▸ **ASSIGNMENT**:
Copy every line of the records that includes the word "IgnoredAny".

▸ **EXTRACTED RECORDS**:
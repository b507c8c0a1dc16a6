use serde_json::Value;

use crate::bulk_writer::Record;
use crate::error::JobError;

/// One record per non-blank NDJSON line. With `id_field`, a string or number
/// field of that name becomes the document id.
pub fn records_from_ndjson(text: &str, id_field: Option<&str>) -> Result<Vec<Record>, JobError> {
    let mut records = Vec::new();
    for (number, line) in text.lines().enumerate() {
        let line = line.trim();
        if line.is_empty() {
            continue;
        }
        let Some(id_field) = id_field else {
            records.push(Record::new(line));
            continue;
        };

        let document: Value = serde_json::from_str(line).map_err(|e| JobError::InputRecord {
            line: number + 1,
            reason: e.to_string(),
        })?;
        let id = match document.get(id_field) {
            Some(Value::String(id)) => Some(id.clone()),
            Some(Value::Number(id)) => Some(id.to_string()),
            _ => None,
        };
        records.push(match id {
            Some(id) => Record::with_id(&id, line),
            None => Record::new(line),
        });
    }
    Ok(records)
}
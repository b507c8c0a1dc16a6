use std::collections::HashMap;

use serde::{Deserialize, Serialize};

use crate::models::cluster_error::{ClusterErrorKind, ErrorDetail};

/// Answer of `POST /_bulk`.
#[derive(Debug, Serialize, Deserialize, Clone)]
pub struct BulkResponse {
    #[serde(default)]
    took: u64,
    #[serde(default)]
    errors: bool,
    // each item is keyed by its operation name, e.g. {"index": {...}}
    items: Vec<HashMap<String, BulkItem>>,
}

#[derive(Debug, Serialize, Deserialize, Clone)]
pub struct BulkItem {
    #[serde(rename = "_index", default)]
    index: String,
    #[serde(rename = "_id", default)]
    id: Option<String>,
    status: u16,
    #[serde(default)]
    result: Option<String>,
    #[serde(default)]
    error: Option<ErrorDetail>,
}

/// Outcome of one record of a bulk write, aligned with the input position.
#[derive(Debug, Clone, PartialEq)]
pub struct ItemResult {
    index: String,
    id: Option<String>,
    status: u16,
    outcome: ItemOutcome,
}

#[derive(Debug, Clone, PartialEq)]
pub enum ItemOutcome {
    Success { result: String },
    Failure { kind: ClusterErrorKind, reason: String },
}

impl BulkResponse {
    pub fn get_took(&self) -> u64 {
        self.took
    }
    pub fn has_errors(&self) -> bool {
        self.errors
    }
    pub fn len(&self) -> usize {
        self.items.len()
    }
    pub fn is_empty(&self) -> bool {
        self.items.is_empty()
    }

    pub fn into_results(self) -> Vec<ItemResult> {
        self.items
            .into_iter()
            .map(|item| match item.into_values().next() {
                Some(item) => item.into(),
                None => ItemResult {
                    index: String::default(),
                    id: None,
                    status: 0,
                    outcome: ItemOutcome::Failure {
                        kind: ClusterErrorKind::Other("empty_item".to_string()),
                        reason: "bulk item without operation".to_string(),
                    },
                },
            })
            .collect()
    }
}

impl From<BulkItem> for ItemResult {
    fn from(item: BulkItem) -> Self {
        let outcome = match item.error {
            Some(detail) => ItemOutcome::Failure {
                kind: detail.kind(),
                reason: detail.reason(),
            },
            None if item.status >= 300 => ItemOutcome::Failure {
                kind: ClusterErrorKind::Other("http_status".to_string()),
                reason: format!("status {}", item.status),
            },
            // clusters before 5.x do not report `result`
            None => ItemOutcome::Success {
                result: item.result.unwrap_or_else(|| "indexed".to_string()),
            },
        };
        ItemResult {
            index: item.index,
            id: item.id,
            status: item.status,
            outcome,
        }
    }
}

impl ItemResult {
    pub fn get_index(&self) -> &String {
        &self.index
    }
    pub fn get_id(&self) -> Option<&str> {
        self.id.as_deref()
    }
    pub fn get_status(&self) -> u16 {
        self.status
    }
    pub fn get_outcome(&self) -> &ItemOutcome {
        &self.outcome
    }
    pub fn is_success(&self) -> bool {
        matches!(self.outcome, ItemOutcome::Success { .. })
    }
    pub fn get_error_message(&self) -> Option<&str> {
        match &self.outcome {
            ItemOutcome::Failure { reason, .. } => Some(reason),
            ItemOutcome::Success { .. } => None,
        }
    }
}
use std::io;
use std::path::Path;
use std::sync::Arc;

use chrono::Utc;
use tokio::{
    fs::{self, File, OpenOptions},
    io::AsyncWriteExt,
    sync::Mutex,
};
use tracing::warn;

pub enum What {
    CreateIndexRequest,
    CreateIndexResponseOk,
    CreateIndexResponseErr,
    PutMappingRequest,
    PutMappingResponseOk,
    PutMappingResponseErr,
    DeleteIndexRequest,
    BulkRequest,
    BulkResponseOk,
    BulkResponseErr,
}

impl What {
    pub fn as_str(&self) -> &'static str {
        match self {
            What::CreateIndexRequest => "CreateIndexRequest",
            What::CreateIndexResponseOk => "CreateIndexResponseOk",
            What::CreateIndexResponseErr => "CreateIndexResponseErr",
            What::PutMappingRequest => "PutMappingRequest",
            What::PutMappingResponseOk => "PutMappingResponseOk",
            What::PutMappingResponseErr => "PutMappingResponseErr",
            What::DeleteIndexRequest => "DeleteIndexRequest",
            What::BulkRequest => "BulkRequest",
            What::BulkResponseOk => "BulkResponseOk",
            What::BulkResponseErr => "BulkResponseErr",
        }
    }
}

/// Append-only audit file. Every entry is flushed so the trail survives a crash.
pub struct AuditBuilder {
    file: File,
}

impl AuditBuilder {
    pub async fn open(path: &Path) -> io::Result<Self> {
        match path.parent() {
            Some(parent) if !parent.as_os_str().is_empty() => fs::create_dir_all(parent).await?,
            _ => {}
        }
        let file = OpenOptions::new().create(true).append(true).open(path).await?;
        Ok(Self { file })
    }

    /// A `# <timestamp> <what> <index>` header followed by the payload.
    pub async fn write_entry(&mut self, what: &What, index: &str, payload: &str) -> io::Result<()> {
        let mut entry = format!("# {} {} {}\n", Utc::now().to_rfc3339(), what.as_str(), index);
        if !payload.is_empty() {
            entry.push_str(payload);
            if !payload.ends_with('\n') {
                entry.push('\n');
            }
        }
        self.file.write_all(entry.as_bytes()).await?;
        self.file.flush().await
    }
}

/// Shared, optional audit trail. Write failures are logged, never propagated.
#[derive(Clone, Default)]
pub struct Audit {
    builder: Option<Arc<Mutex<AuditBuilder>>>,
}

impl Audit {
    pub fn disabled() -> Self {
        Self::default()
    }

    /// Falls back to a disabled audit when the file cannot be opened.
    pub async fn open(file_name: &str) -> Self {
        match AuditBuilder::open(Path::new(file_name)).await {
            Ok(builder) => Self {
                builder: Some(Arc::new(Mutex::new(builder))),
            },
            Err(e) => {
                warn!("Audit file {} cannot be opened, audit disabled: {}", file_name, e);
                Self::disabled()
            }
        }
    }

    pub fn is_enabled(&self) -> bool {
        self.builder.is_some()
    }

    pub async fn write(&self, what: What, index: &str, payload: &str) {
        if let Some(builder) = &self.builder {
            let mut builder = builder.lock().await;
            if let Err(e) = builder.write_entry(&what, index, payload).await {
                warn!("Audit write of {} failed: {}", what.as_str(), e);
            }
        }
    }
}
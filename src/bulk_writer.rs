//! Bulk indexing of `(optional id, JSON body)` records.

use human_bytes::human_bytes;
use reqwest::Method;
use serde::de::IgnoredAny;
use serde_json::{json, Map, Value};
use tokio_retry::RetryIf;
use tracing::{debug, error, info, warn};

use crate::audit_builder::{Audit, What};
use crate::conf::{BulkConfig, RetryPolicy};
use crate::error::{BulkError, TransportError};
use crate::es_client::{EsClient, EsRequest};
use crate::models::bulk::{BulkResponse, ItemResult};
use crate::models::cluster_error::ErrorResponse;
use crate::utils::{abbreviate, is_blank, non_blank};

/// One document to index. A non-blank id becomes `_id`, otherwise the
/// cluster generates one.
#[derive(Debug, Clone, PartialEq)]
pub struct Record {
    id: Option<String>,
    body: String,
}

impl Record {
    pub fn new(body: &str) -> Self {
        Self {
            id: None,
            body: body.to_string(),
        }
    }
    pub fn with_id(id: &str, body: &str) -> Self {
        Self {
            id: Some(id.to_string()),
            body: body.to_string(),
        }
    }
    /// The id as given, unless blank.
    pub fn get_id(&self) -> Option<&str> {
        self.id.as_deref().filter(|id| !is_blank(id))
    }
    pub fn get_body(&self) -> &String {
        &self.body
    }
}

/// `NoOp` for empty input, otherwise one result per record in input order.
#[derive(Debug, Clone, PartialEq)]
pub enum BulkOutcome {
    NoOp,
    Items(Vec<ItemResult>),
}

impl BulkOutcome {
    pub fn is_noop(&self) -> bool {
        matches!(self, BulkOutcome::NoOp)
    }
    pub fn items(&self) -> &[ItemResult] {
        match self {
            BulkOutcome::NoOp => &[],
            BulkOutcome::Items(items) => items,
        }
    }
    pub fn failures(&self) -> usize {
        self.items().iter().filter(|item| !item.is_success()).count()
    }
}

pub struct BulkWriter {
    client: EsClient,
    batch_size: usize,
    retry: RetryPolicy,
    audit: Audit,
}

impl BulkWriter {
    pub fn new(client: EsClient) -> Self {
        Self::with_config(client, &BulkConfig::default())
    }

    pub fn with_config(client: EsClient, config: &BulkConfig) -> Self {
        Self {
            client,
            batch_size: config.get_batch_size(),
            retry: config.get_retry().clone(),
            audit: Audit::disabled(),
        }
    }

    pub fn with_retry(mut self, retry: RetryPolicy) -> Self {
        self.retry = retry;
        self
    }

    pub fn with_audit(mut self, audit: Audit) -> Self {
        self.audit = audit;
        self
    }

    pub fn get_batch_size(&self) -> usize {
        self.batch_size
    }

    /// Writes all records in a single `_bulk` request.
    pub async fn insert(
        &self,
        index: &str,
        type_name: &str,
        records: &[Record],
    ) -> Result<BulkOutcome, BulkError> {
        if records.is_empty() {
            warn!("No records to insert into {}", index);
            return Ok(BulkOutcome::NoOp);
        }
        let result = self.write(index, type_name, records).await;
        if let Err(e) = &result {
            error!("Bulk insert of {} records into {} failed: {}", records.len(), index, e);
        }
        result
    }

    /// Splits the records into `batch_size` chunks, written one after another.
    /// Results are concatenated in input order. When a batch fails the error
    /// carries the results of the batches already written.
    pub async fn insert_batched(
        &self,
        index: &str,
        type_name: &str,
        records: &[Record],
    ) -> Result<BulkOutcome, BulkError> {
        if records.len() <= self.batch_size {
            return self.insert(index, type_name, records).await;
        }
        let mut items = Vec::with_capacity(records.len());
        for (batch, chunk) in records.chunks(self.batch_size).enumerate() {
            debug!("Bulk batch {} with {} records", batch, chunk.len());
            match self.insert(index, type_name, chunk).await {
                Ok(outcome) => items.extend(outcome.items().iter().cloned()),
                Err(e) => {
                    warn!("{} of {} records written before the failure", items.len(), records.len());
                    return Err(BulkError::BatchFailed {
                        batch,
                        written: items,
                        source: Box::new(e),
                    });
                }
            }
        }
        Ok(BulkOutcome::Items(items))
    }

    async fn write(&self, index: &str, type_name: &str, records: &[Record]) -> Result<BulkOutcome, BulkError> {
        let type_name = if self.client.uses_mapping_types() {
            non_blank(Some(type_name))
        } else {
            None
        };
        let body = build_bulk_body(index, type_name, records)?;
        debug!(
            "Bulk request: {} records, {} to {}",
            records.len(),
            human_bytes(body.len() as f64),
            index
        );
        self.audit.write(What::BulkRequest, index, &body).await;

        let response = match self.send_with_retry(&body).await {
            Ok(response) => response,
            Err(e) => {
                self.audit.write(What::BulkResponseErr, index, &e.to_string()).await;
                return Err(e);
            }
        };

        if response.len() != records.len() {
            return Err(BulkError::MisalignedResponse {
                expected: records.len(),
                actual: response.len(),
            });
        }
        let took = response.get_took();
        let results = response.into_results();
        let failures = results.iter().filter(|item| !item.is_success()).count();
        if failures > 0 {
            warn!("{} of {} records rejected by {}", failures, results.len(), index);
            for (position, item) in results.iter().enumerate().filter(|(_, item)| !item.is_success()) {
                debug!(
                    "Record {} (id {:?}) failed with status {}: {}",
                    position,
                    item.get_id(),
                    item.get_status(),
                    item.get_error_message().unwrap_or_default()
                );
            }
        } else {
            info!("Inserted {} records into {} in {} ms", results.len(), index, took);
        }
        self.audit
            .write(
                What::BulkResponseOk,
                index,
                &format!("items={} failures={} took={}", results.len(), failures, took),
            )
            .await;
        Ok(BulkOutcome::Items(results))
    }

    /// Whole-request retries on overload and connection failures only.
    async fn send_with_retry(&self, body: &str) -> Result<BulkResponse, BulkError> {
        let mut attempt = 0usize;
        RetryIf::spawn(
            self.retry.delays(),
            || {
                attempt += 1;
                if attempt > 1 {
                    info!("Retrying bulk request (attempt {})", attempt);
                }
                self.send_once(body)
            },
            |e: &BulkError| {
                let retry = e.is_retryable();
                if retry {
                    warn!("Bulk request failed, will retry: {}", e);
                }
                retry
            },
        )
        .await
    }

    async fn send_once(&self, body: &str) -> Result<BulkResponse, BulkError> {
        let request = EsRequest::new(Method::POST, "/_bulk").ndjson(body.to_string());
        let response = self.client.send(request).await?;
        let status = response.status();
        if status.is_success() {
            return response
                .json::<BulkResponse>()
                .await
                .map_err(|e| BulkError::Transport(TransportError::Decode(e.to_string())));
        }

        let text = response.text().await.unwrap_or_default();
        let error = ErrorResponse::parse(&text);
        Err(BulkError::Rejected {
            kind: error.kind(),
            status: status.as_u16(),
            reason: abbreviate(&error.reason(), 500),
        })
    }
}

/// NDJSON body: one action line and one document line per record.
pub fn build_bulk_body(index: &str, type_name: Option<&str>, records: &[Record]) -> Result<String, BulkError> {
    let mut body = String::new();
    for (position, record) in records.iter().enumerate() {
        let document = document_line(record.get_body())
            .map_err(|reason| BulkError::InvalidRecord { position, reason })?;

        let mut action = Map::new();
        action.insert("_index".to_string(), json!(index));
        if let Some(type_name) = type_name {
            action.insert("_type".to_string(), json!(type_name));
        }
        if let Some(id) = record.get_id() {
            action.insert("_id".to_string(), json!(id));
        }
        body.push_str(&json!({ "index": action }).to_string());
        body.push('\n');
        body.push_str(&document);
        body.push('\n');
    }
    Ok(body)
}

/// Validates a document and makes sure it fits on one line.
fn document_line(body: &str) -> Result<String, String> {
    let trimmed = body.trim();
    if trimmed.is_empty() {
        return Err("empty body".to_string());
    }
    if !trimmed.starts_with('{') {
        return Err("document must be a JSON object".to_string());
    }
    serde_json::from_str::<IgnoredAny>(trimmed).map_err(|e| format!("invalid JSON: {}", e))?;
    if trimmed.contains('\n') || trimmed.contains('\r') {
        let value: Value = serde_json::from_str(trimmed).map_err(|e| format!("invalid JSON: {}", e))?;
        return Ok(value.to_string());
    }
    Ok(trimmed.to_string())
}
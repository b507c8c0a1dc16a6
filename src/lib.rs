//! Writes record batches into an Elasticsearch cluster: connect from a
//! `host:port,...` endpoint list, make sure the target index exists, then
//! bulk insert.

pub mod audit_builder;
pub mod bulk_writer;
pub mod conf;
pub mod error;
pub mod es_client;
pub mod input;
pub mod models;
pub mod provisioner;
pub mod utils;

pub use bulk_writer::{BulkOutcome, BulkWriter, Record};
pub use conf::{Config, ConnectionConfig, IndexSpec, RetryPolicy};
pub use error::{BulkError, ConfigError, ConnectError, ProvisionError, TransportError};
pub use es_client::EsClient;
pub use models::bulk::{ItemOutcome, ItemResult};
pub use provisioner::{IndexProvisioner, MappingState, Provisioned};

▸ **OUTPUT BELOW**:
use serde::de::IgnoredAny;
    serde_json::from_str::<IgnoredAny>(trimmed).map_err(|e| format!("invalid JSON: {}", e))?;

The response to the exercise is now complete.